//! # qbit
//!
//! A small command line front end for the qBittorrent WebUI.
//!
//! ## Usage
//!
//! ```sh,ignore
//! QBIT_URL=http://127.0.0.1:8080 QBIT_USERNAME=admin QBIT_PASSWORD=adminadmin \
//!     cargo run -p mosaic-qbit-cli -- list --filter downloading
//! ```

mod cli;

use clap::Parser;
use tracing::{info, warn};
use tracing_subscriber::EnvFilter;

use mosaic_qbit_client::{ArgList, Params, QbitClient};
use mosaic_qbit_types::{AddTorrentOptions, Payload, TorrentFile, TorrentInfo, TorrentListQuery};

use crate::cli::{Cli, Command};

/// Initializes the tracing subscriber.
fn init_tracing() {
    let filter = EnvFilter::try_from_default_env().unwrap_or_else(|_| EnvFilter::new("info"));
    tracing_subscriber::fmt().with_env_filter(filter).init();
}

/// Pretty-prints JSON payloads, prints text as is.
fn print_payload(payload: Payload) -> Result<(), serde_json::Error> {
    match payload {
        Payload::Json { value, .. } => println!("{}", serde_json::to_string_pretty(&value)?),
        Payload::Text(text) if text.is_empty() => {}
        Payload::Text(text) => println!("{text}"),
    }
    Ok(())
}

/// Both versions as sent by the server, without reformatting.
fn version_line(app: Payload, api: Payload) -> String {
    format!(
        "qBittorrent {} (WebUI API {})",
        app.into_text(),
        api.into_text()
    )
}

fn print_torrents(torrents: &[TorrentInfo]) {
    for t in torrents {
        println!(
            "{}  {:<20} {:>6.1}%  {}",
            t.hash,
            t.state,
            t.progress * 100.0,
            t.name
        );
    }
}

/// An empty selection means every torrent.
fn selection(hashes: Vec<String>) -> ArgList {
    if hashes.is_empty() {
        ArgList::all()
    } else {
        hashes.into()
    }
}

async fn run(client: &QbitClient, command: Command) -> Result<(), Box<dyn std::error::Error>> {
    match command {
        Command::Version => {
            let app = client.app_version().await?;
            let api = client.app_webapi_version().await?;
            println!("{}", version_line(app, api));
        }
        Command::List {
            filter,
            category,
            tag,
            sort,
            reverse,
            json,
        } => {
            let query = TorrentListQuery {
                filter,
                category,
                tag,
                sort,
                reverse,
                ..Default::default()
            };
            let payload = client.torrents_info(&query).await?;
            if json {
                print_payload(payload)?;
            } else {
                let torrents: Vec<TorrentInfo> = payload.json()?;
                info!("{} torrents", torrents.len());
                print_torrents(&torrents);
            }
        }
        Command::Pause { hashes } => {
            client.torrents_pause(selection(hashes)).await?;
        }
        Command::Resume { hashes } => {
            client.torrents_resume(selection(hashes)).await?;
        }
        Command::Delete {
            hashes,
            delete_files,
        } => {
            client.torrents_delete(hashes, delete_files).await?;
        }
        Command::Add {
            files,
            urls,
            save_path,
            category,
            paused,
        } => {
            let torrents = files
                .iter()
                .map(TorrentFile::from_path)
                .collect::<Result<Vec<_>, _>>()?;
            let options = AddTorrentOptions {
                urls,
                torrents,
                save_path,
                category,
                paused: paused.then_some(true),
                ..Default::default()
            };
            print_payload(client.torrents_add(&options).await?)?;
        }
        Command::Transfer => {
            print_payload(client.transfer_info().await?)?;
        }
        Command::Raw {
            path,
            method,
            params,
        } => {
            let params = (!params.is_empty()).then(|| params.into_iter().collect::<Params>());
            print_payload(client.call_raw(&path, method.into(), params).await?)?;
        }
    }
    Ok(())
}

#[tokio::main]
async fn main() -> Result<(), Box<dyn std::error::Error>> {
    let _ = dotenvy::dotenv();
    init_tracing();

    let cli = Cli::parse();
    let config = cli.config();
    info!("Connecting to {}", config.url);

    let has_credentials = config.username.is_some();
    let client = QbitClient::try_new(config)?;
    if has_credentials {
        client.login().await?;
    }

    let result = run(&client, cli.command).await;

    if has_credentials {
        if let Err(e) = client.auth_logout().await {
            warn!("Failed to log out: {e}");
        }
    }
    client.close();
    result
}

#[cfg(test)]
mod tests {
    use super::*;

    #[test]
    fn version_line_keeps_server_text() {
        let line = version_line(
            Payload::decode("v4.6.2".into()),
            Payload::decode("2.10".into()),
        );
        assert_eq!(line, "qBittorrent v4.6.2 (WebUI API 2.10)");
    }

    #[test]
    fn empty_selection_means_all() {
        assert_eq!(selection(Vec::new()).join("|"), "all");
        assert_eq!(
            selection(vec!["abc123".into(), "def456".into()]).join("|"),
            "abc123|def456"
        );
    }
}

_ _ _ _

**About this exercise:**
An exact copy of all the entries above is what is needed.

**Result:**
//! # qbit
//!
//! A small command line front end for the qBittorrent WebUI.
//!
//! ## Usage
//!
//! ```sh,ignore
//! QBIT_URL=http://127.0.0.1:8080 QBIT_USERNAME=admin QBIT_PASSWORD=adminadmin \
//!     cargo run -p mosaic-qbit-cli -- list --filter downloading
//! ```

mod cli;

use clap::Parser;
use tracing::{info, warn};
use tracing_subscriber::EnvFilter;

use mosaic_qbit_client::{ArgList, Params, QbitClient};
use mosaic_qbit_types::{AddTorrentOptions, Payload, TorrentFile, TorrentInfo, TorrentListQuery};

use crate::cli::{Cli, Command};

/// Initializes the tracing subscriber.
fn init_tracing() {
    let filter = EnvFilter::try_from_default_env().unwrap_or_else(|_| EnvFilter::new("info"));
    tracing_subscriber::fmt().with_env_filter(filter).init();
}

/// Pretty-prints JSON payloads, prints text as is.
fn print_payload(payload: Payload) -> Result<(), serde_json::Error> {
    match payload {
        Payload::Json { value, .. } => println!("{}", serde_json::to_string_pretty(&value)?),
        Payload::Text(text) if text.is_empty() => {}
        Payload::Text(text) => println!("{text}"),
    }
    Ok(())
}

/// Both versions as sent by the server, without reformatting.
fn version_line(app: Payload, api: Payload) -> String {
    format!(
        "qBittorrent {} (WebUI API {})",
        app.into_text(),
        api.into_text()
    )
}

fn print_torrents(torrents: &[TorrentInfo]) {
    for t in torrents {
        println!(
            "{}  {:<20} {:>6.1}%  {}",
            t.hash,
            t.state,
            t.progress * 100.0,
            t.name
        );
    }
}

/// An empty selection means every torrent.
fn selection(hashes: Vec<String>) -> ArgList {
    if hashes.is_empty() {
        ArgList::all()
    } else {
        hashes.into()
    }
}

async fn run(client: &QbitClient, command: Command) -> Result<(), Box<dyn std::error::Error>> {
    match command {
        Command::Version => {
            let app = client.app_version().await?;
            let api = client.app_webapi_version().await?;
            println!("{}", version_line(app, api));
        }
        Command::List {
            filter,
            category,
            tag,
            sort,
            reverse,
            json,
        } => {
            let query = TorrentListQuery {
                filter,
                category,
                tag,
                sort,
                reverse,
                ..Default::default()
            };
            let payload = client.torrents_info(&query).await?;
            if json {
                print_payload(payload)?;
            } else {
                let torrents: Vec<TorrentInfo> = payload.json()?;
                info!("{} torrents", torrents.len());
                print_torrents(&torrents);
            }
        }
        Command::Pause { hashes } => {
            client.torrents_pause(selection(hashes)).await?;
        }
        Command::Resume { hashes } => {
            client.torrents_resume(selection(hashes)).await?;
        }
        Command::Delete {
            hashes,
            delete_files,
        } => {
            client.torrents_delete(hashes, delete_files).await?;
        }
        Command::Add {
            files,
            urls,
            save_path,
            category,
            paused,
        } => {
            let torrents = files
                .iter()
                .map(TorrentFile::from_path)
                .collect::<Result<Vec<_>, _>>()?;
            let options = AddTorrentOptions {
                urls,
                torrents,
                save_path,
                category,
                paused: paused.then_some(true),
                ..Default::default()
            };
            print_payload(client.torrents_add(&options).await?)?;
        }
        Command::Transfer => {
            print_payload(client.transfer_info().await?)?;
        }
        Command::Raw {
            path,
            method,
            params,
        } => {
            let params = (!params.is_empty()).then(|| params.into_iter().collect::<Params>());
            print_payload(client.call_raw(&path, method.into(), params).await?)?;
        }
    }
    Ok(())
}

#[tokio::main]
async fn main() -> Result<(), Box<dyn std::error::Error>> {
    let _ = dotenvy::dotenv();
    init_tracing();

    let cli = Cli::parse();
    let config = cli.config();
    info!("Connecting to {}", config.url);

    let has_credentials = config.username.is_some();
    let client = QbitClient::try_new(config)?;
    if has_credentials {
        client.login().await?;
    }

    let result = run(&client, cli.command).await;

    if has_credentials {
        if let Err(e) = client.auth_logout().await {
            warn!("Failed to log out: {e}");
        }
    }
    client.close();
    result
}

#[cfg(test)]
mod tests {
    use super::*;

    #[test]
    fn version_line_keeps_server_text() {
        let line = version_line(
            Payload::decode("v4.6.2".into()),
            Payload::decode("2.10".into()),
        );
        assert_eq!(line, "qBittorrent v4.6.2 (WebUI API 2.10)");
    }

    #[test]
    fn empty_selection_means_all() {
        assert_eq!(selection(Vec::new()).join("|"), "all");
        assert_eq!(
            selection(vec!["abc123".into(), "def456".into()]).join("|"),
            "abc123|def456"
        );
    }
}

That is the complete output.